[[ Source material, beginning ]]
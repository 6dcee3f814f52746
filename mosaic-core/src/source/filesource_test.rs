//
// Copyright (c) Pirmin Kalberer. All rights reserved.
// Licensed under the MIT License. See LICENSE file in the project root for full license information.
//

use crate::core::{parse_config, ApplicationCfg, Config};
use crate::error::MosaicError;
use crate::source::{FileSource, TileSource, Tilesource};
use image::{Rgba, RgbaImage};
use std::env;
use std::fs;

fn tile_dir(name: &str) -> String {
    let mut dir = env::temp_dir();
    dir.push(name);
    let basepath = format!("{}", &dir.display());
    let _ = fs::remove_dir_all(&basepath);
    basepath
}

#[tokio::test]
async fn test_filesource() {
    let basepath = tile_dir("geomosaic_filesource_test");
    fs::create_dir_all(format!("{}/3/4", basepath)).unwrap();
    RgbaImage::from_pixel(256, 256, Rgba([1, 2, 3, 255]))
        .save(format!("{}/3/4/5.png", basepath))
        .unwrap();
    RgbaImage::from_pixel(100, 100, Rgba([1, 2, 3, 255]))
        .save(format!("{}/3/4/6.png", basepath))
        .unwrap();

    let source = FileSource {
        basepath: basepath.clone(),
        extension: "png".to_string(),
    };
    assert_eq!(source.tile_path(3, 4, 5), format!("{}/3/4/5.png", basepath));

    // Hit
    let tile = source.fetch_tile(3, 4, 5).await.unwrap();
    assert_eq!(tile.dimensions(), (256, 256));
    assert_eq!(*tile.get_pixel(10, 10), Rgba([1, 2, 3, 255]));

    // Wrong size
    assert!(matches!(
        source.fetch_tile(3, 4, 6).await,
        Err(MosaicError::TileFetch { .. })
    ));

    // Miss
    match source.fetch_tile(3, 4, 7).await {
        Err(MosaicError::TileFetch { zoom, x, y, message }) => {
            assert_eq!((zoom, x, y), (3, 4, 7));
            assert!(message.contains("3/4/7.png"));
        }
        other => panic!("unexpected result {:?}", other.map(|t| t.dimensions())),
    }
}

#[test]
fn test_source_from_config() {
    let toml = r#"
        [source]
        path = "/data/tiles"
        extension = "jpg"

        [output]
        dir = "/tmp"
        "#;
    let config: ApplicationCfg = parse_config(toml.to_string(), "").unwrap();
    match Tilesource::from_config(&config).unwrap() {
        Tilesource::File(source) => {
            assert_eq!(source.basepath, "/data/tiles");
            assert_eq!(source.extension, "jpg");
        }
        _ => panic!("file source expected"),
    }

    let toml = r#"
        [source]
        url = "https://tile.openstreetmap.org/{z}/{x}/{y}.png"
        retries = 3

        [output]
        dir = "/tmp"
        "#;
    let config: ApplicationCfg = parse_config(toml.to_string(), "").unwrap();
    let source = Tilesource::from_config(&config).unwrap();
    assert_eq!(
        source.info(),
        "Tile server: https://tile.openstreetmap.org/{z}/{x}/{y}.png"
    );

    let toml = r#"
        [source]

        [output]
        dir = "/tmp"
        "#;
    let config: ApplicationCfg = parse_config(toml.to_string(), "").unwrap();
    assert_eq!(
        Tilesource::from_config(&config).err(),
        Some("Either 'url' or 'path' is required in [source]".to_string())
    );
}

#[test]
fn test_gen_config() {
    let toml = format!("{}\n[output]\ndir = \"/tmp\"\n", Tilesource::gen_config());
    let config: ApplicationCfg = parse_config(toml, "").unwrap();
    assert!(Tilesource::from_config(&config).is_ok());
}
[[ Source material, end ]]
Please report every line in the entries above that holds the string "crate".

Solution below
use crate::core::{parse_config, ApplicationCfg, Config};
use crate::error::MosaicError;
use crate::source::{FileSource, TileSource, Tilesource};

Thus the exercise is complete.